Cette année, en raison de l’actuelle pandémie de COVID-19, le thème d’un chauffage domestique propre, à prix abordable, est particulièrement important. En plus de devoir assurer une scolarisation et un travail à domicile, les ménages doivent anticiper d’éventuelles restrictions de mouvement ou des confinements. Cela induira un allongement du temps passé dans les foyers et augmentera encore l’impact des basses températures dans le domicile, ainsi que l’éventuelle pollution de l’air intérieur, surtout pour les familles à faible revenu.
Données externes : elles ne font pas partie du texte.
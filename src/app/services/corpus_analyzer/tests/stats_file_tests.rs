//! Tests for the stats JSON file

use super::*;
use crate::app::services::corpus_analyzer::{append_stats_record, read_stats_records};
use tempfile::TempDir;

#[test]
fn test_append_creates_file_and_directory() {
    let temp_dir = TempDir::new().unwrap();
    let path = temp_dir.path().join("stats").join("verdicts_stats.json");

    append_stats_record(&path, &sample_record("verdicts/2022", 1)).unwrap();
    append_stats_record(&path, &sample_record("verdicts/2023", 2)).unwrap();

    let records = read_stats_records(&path).unwrap();
    assert_eq!(records.len(), 2);
    assert_eq!(records[0].directory_path, "verdicts/2022");
    assert_eq!(records[1].total_files, 2);
}

#[test]
fn test_four_space_indentation() {
    let temp_dir = TempDir::new().unwrap();
    let path = temp_dir.path().join("stats.json");
    append_stats_record(&path, &sample_record("verdicts/2023", 1)).unwrap();

    let content = fs::read_to_string(&path).unwrap();
    assert!(content.starts_with("[\n    {\n        \"directory_path\": \"verdicts/2023\""));
}

#[test]
fn test_empty_or_corrupt_file_starts_new_array() {
    let temp_dir = TempDir::new().unwrap();

    let empty = temp_dir.path().join("empty.json");
    fs::write(&empty, "").unwrap();
    append_stats_record(&empty, &sample_record("a", 1)).unwrap();
    assert_eq!(read_stats_records(&empty).unwrap().len(), 1);

    let corrupt = temp_dir.path().join("corrupt.json");
    fs::write(&corrupt, "[{\"directory_path\": ").unwrap();
    append_stats_record(&corrupt, &sample_record("b", 1)).unwrap();
    assert_eq!(read_stats_records(&corrupt).unwrap().len(), 1);
}

#[test]
fn test_non_array_document_replaced() {
    let temp_dir = TempDir::new().unwrap();
    let path = temp_dir.path().join("stats.json");
    fs::write(&path, "{\"directory_path\": \"old\"}").unwrap();

    append_stats_record(&path, &sample_record("new", 1)).unwrap();

    let records = read_stats_records(&path).unwrap();
    assert_eq!(records.len(), 1);
    assert_eq!(records[0].directory_path, "new");
}

#[test]
fn test_key_order_kept_across_appends() {
    let temp_dir = TempDir::new().unwrap();
    let path = temp_dir.path().join("stats.json");
    append_stats_record(&path, &sample_record("verdicts/2022", 1)).unwrap();
    append_stats_record(&path, &sample_record("verdicts/2023", 1)).unwrap();

    let content = fs::read_to_string(&path).unwrap();
    for object in content.split("\"directory_path\"").skip(1) {
        let total = object.find("\"total_files\"").unwrap();
        let extensions = object.find("\"extensions\"").unwrap();
        let courts = object.find("\"court_counts\"").unwrap();
        assert!(extensions < courts && courts < total);
    }
    assert_eq!(content.matches("\"directory_path\"").count(), 2);
}

#[test]
fn test_non_utf8_file_starts_new_array() {
    let temp_dir = TempDir::new().unwrap();
    let path = temp_dir.path().join("stats.json");
    fs::write(&path, [0xff, 0xfe, 0x00, b'[']).unwrap();

    append_stats_record(&path, &sample_record("verdicts/2023", 1)).unwrap();

    let records = read_stats_records(&path).unwrap();
    assert_eq!(records.len(), 1);
    assert_eq!(records[0].directory_path, "verdicts/2023");
}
Cette exposition accrue affectera particulièrement les groupes de population déjà plus vulnérables, tels que les personnes âgées, les enfants ou les personnes déjà malades, s’ils sont confinés à leur domicile, et les ménages dans lesquels un membre de la famille a été prié de se mettre en quarantaine ou en isolement à domicile. La situation pourrait être encore aggravée par la crise économique qui, dans de nombreux pays, a entraîné des pertes d’emplois et du chômage temporaire, ce qui a considérablement augmenté le nombre de personnes frappées par la précarité énergétique et les conséquences de cette dernière.

Enfin, pendant la pandémie de COVID-19, une présence prolongée à l’intérieur, dans un espace insuffisamment ventilé où se tiennent de nombreuses personnes, peut affecter le risque de transmission communautaire, car le virus se propage à partir de la bouche ou du nez d’une personne infectée sous forme de petites particules liquides lorsqu’elle tousse, éternue, parle, chante ou respire profondément.
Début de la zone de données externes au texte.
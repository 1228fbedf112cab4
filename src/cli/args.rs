//! Command-line argument definitions for the verdict scraper
//!
//! One subcommand per pipeline stage. Positional arguments are optional at
//! the parser level: a command missing them prints its usage and exits
//! successfully, as the stage scripts always did.

use crate::constants::DEFAULT_PAGE_INCREMENT;
use crate::{Error, Result};
use clap::{Args as ClapArgs, Parser, Subcommand};
use std::path::PathBuf;

/// CLI arguments for the verdict scraper
#[derive(Debug, Clone, Parser)]
#[command(
    name = "verdict-scraper",
    version,
    about = "Harvest, download and analyze administrative-court verdicts",
    long_about = "Walks the judgment search of the administrative justice portal for a query and \
                  year, writes a per-year CSV listing, downloads the listed documents and computes \
                  extension and court statistics over the downloaded corpus."
)]
pub struct Args {
    #[command(subcommand)]
    pub command: Option<Commands>,

    #[command(flatten)]
    pub global: GlobalArgs,
}

/// Options shared by every subcommand
#[derive(Debug, Clone, Default, ClapArgs)]
pub struct GlobalArgs {
    /// Configuration file
    ///
    /// When omitted, ./config.yml and then the user config directory are
    /// tried before falling back to built-in defaults.
    #[arg(
        short = 'c',
        long = "config",
        value_name = "FILE",
        global = true,
        help = "Configuration file (YAML)"
    )]
    pub config_file: Option<PathBuf>,

    /// Logging verbosity level
    #[arg(
        short = 'v',
        long = "verbose",
        action = clap::ArgAction::Count,
        global = true,
        help = "Increase logging verbosity (-v: debug, -vv: trace)"
    )]
    pub verbose: u8,

    /// Only show errors
    #[arg(
        short = 'q',
        long = "quiet",
        global = true,
        help = "Suppress output except errors",
        conflicts_with = "verbose"
    )]
    pub quiet: bool,
}

/// Pipeline stages
#[derive(Debug, Clone, Subcommand)]
pub enum Commands {
    /// Walk the search results and write the year's listing
    Harvest(HarvestArgs),
    /// Download the documents of one or more yearly listings
    Fetch(FetchArgs),
    /// Compute statistics over the downloaded year directories
    Analyze,
}

/// Arguments for the harvest command
#[derive(Debug, Clone, Default, ClapArgs)]
pub struct HarvestArgs {
    /// Free-text search query
    #[arg(value_name = "QUERY")]
    pub query: Option<String>,

    /// Decision year
    #[arg(value_name = "YEAR")]
    pub year: Option<i32>,

    /// Pages to jump after page 0
    ///
    /// With any value other than 1 the results of page 0 are not written.
    #[arg(
        long = "page-increment",
        value_name = "N",
        default_value_t = DEFAULT_PAGE_INCREMENT,
        help = "Pages to jump after the first page"
    )]
    pub page_increment: u32,
}

/// Arguments for the fetch command
#[derive(Debug, Clone, Default, ClapArgs)]
pub struct FetchArgs {
    /// First year to fetch
    #[arg(value_name = "YEAR")]
    pub year: Option<i32>,

    /// Last year to fetch, inclusive
    #[arg(long = "until", value_name = "YEAR", help = "Last year to fetch (inclusive)")]
    pub until: Option<i32>,

    /// Disable the progress bar
    #[arg(long = "no-progress", help = "Disable the progress bar")]
    pub no_progress: bool,
}

impl GlobalArgs {
    /// Log level derived from the verbosity flags
    pub fn get_log_level(&self) -> &'static str {
        if self.quiet {
            "error"
        } else {
            match self.verbose {
                0 => "info",
                1 => "debug",
                _ => "trace",
            }
        }
    }
}

impl HarvestArgs {
    /// Query and year, or `None` when either is missing
    pub fn positional(&self) -> Option<(&str, i32)> {
        Some((self.query.as_deref()?, self.year?))
    }

    pub fn validate(&self) -> Result<()> {
        if self.page_increment == 0 {
            return Err(Error::configuration(
                "Page increment must be at least 1",
            ));
        }
        Ok(())
    }
}

impl FetchArgs {
    /// Inclusive year range, or `None` when the start year is missing
    pub fn year_range(&self) -> Option<(i32, i32)> {
        let first = self.year?;
        Some((first, self.until.unwrap_or(first)))
    }

    pub fn validate(&self) -> Result<()> {
        if let Some((first, last)) = self.year_range() {
            if last < first {
                return Err(Error::configuration(format!(
                    "Last year {} is before first year {}",
                    last, first
                )));
            }
        }
        Ok(())
    }
}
Ces modes de transmission augmentent encore l’importance d’une bonne ventilation intérieure pendant l’hiver, malgré la tendance à préserver l’isolation de la maison pour la garder au chaud et réduire la consommation d’énergie. C’est d’autant plus essentiel lorsque la famille est nombreuse et entassée sur une superficie restreinte, étant donné que ce manque d’espace et de possibilités de maintenir une distanciation physique accroît le risque de transmission. Le manque d’espace est une source de préoccupation, surtout pour les ménages pauvres ou monoparentaux. Dans certains pays d’Europe de l’Est, par exemple, près de 3 ménages monoparentaux sur 4 disposant d’un revenu modeste sont exposés à un manque d’espace.

Que peut-on faire ?

À un niveau personnel, nous devons continuer à nous laver les mains avec du savon, à respecter les règles d’hygiène en cas de toux, à maintenir une distance de sécurité par rapport aux autres personnes et – lorsque cela n’est pas possible – à porter un masque.  Nous savons que ces mesures sont indispensables pour briser la chaîne de transmission, et - surtout en hiver - restent le moyen le plus efficace de se protéger et de protéger les autres membres du foyer. Une bonne ventilation de l’environnement intérieur permettra de protéger encore mieux les personnes, en particulier à cette époque de l’année.

Dans le cadre d’une collaboration avec les pouvoirs publics nationaux, les villes peuvent jouer un rôle important dans l’atténuation de ces risques en facilitant un approvisionnement énergétique adéquat à un prix abordable pour l’hiver qui approche, et en élaborant des plans d’aide aux personnes qui ne peuvent se permettre de chauffer. Une bonne préparation pour éviter des ruptures locales et nationales de l’approvisionnement en services de chauffage et une défaillance des infrastructures permettrait de limiter encore davantage les risques et l’impact sanitaire entraînés par des pénuries de chauffage. Enfin, les autorités locales peuvent mieux analyser la manière dont se répartissent les problèmes de logement en rapport avec le confort thermique, la consommation d’énergie et le manque de place, autant d’aspects qui ont une incidence sur la santé et le bien-être des ménages défavorisés et peuvent contribuer à accroître le risque de transmission pendant les périodes de confinement.

En planifiant, les particuliers et les autorités peuvent alléger la charge qui, pendant la saison froide, pèse sur les systèmes de santé, d’autant plus que ces derniers sont déjà fortement sollicités par la prise en charge des patients atteints de COVID-19.